• _Problem to work on_:
For this listing, the lines between the one holding "the local counter." and the one holding "Eq, Serialize, Deserialize)]", inclusive, must be set down exactly.

• _Records supplied_:
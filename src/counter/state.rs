use serde::{Deserialize, Serialize};

use crate::store::State;

/// Store name and persistence key of the local counter.
pub const COUNT_STORE: &str = "countStore";

/// Store name and persistence key of the remote-backed counter.
pub const API_STORE: &str = "apiStore";

#[derive(Debug, Clone, Copy, Default, PartialEq, Eq, Serialize, Deserialize)]
pub struct Counter {
    pub count: i64,
}

#[derive(Debug, Clone, Copy, Default, PartialEq, Eq)]
pub struct CounterPatch {
    pub count: Option<i64>,
}

impl CounterPatch {
    pub fn count(count: i64) -> Self {
        Self { count: Some(count) }
    }
}

impl State for Counter {
    type Patch = CounterPatch;

    fn apply(&mut self, patch: CounterPatch) {
        if let Some(count) = patch.count {
            self.count = count;
        }
    }
}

• _Output of the task_:
/// Store name and persistence key of the local counter.
pub const COUNT_STORE: &str = "countStore";

/// Store name and persistence key of the remote-backed counter.
pub const API_STORE: &str = "apiStore";

#[derive(Debug, Clone, Copy, Default, PartialEq, Eq, Serialize, Deserialize)]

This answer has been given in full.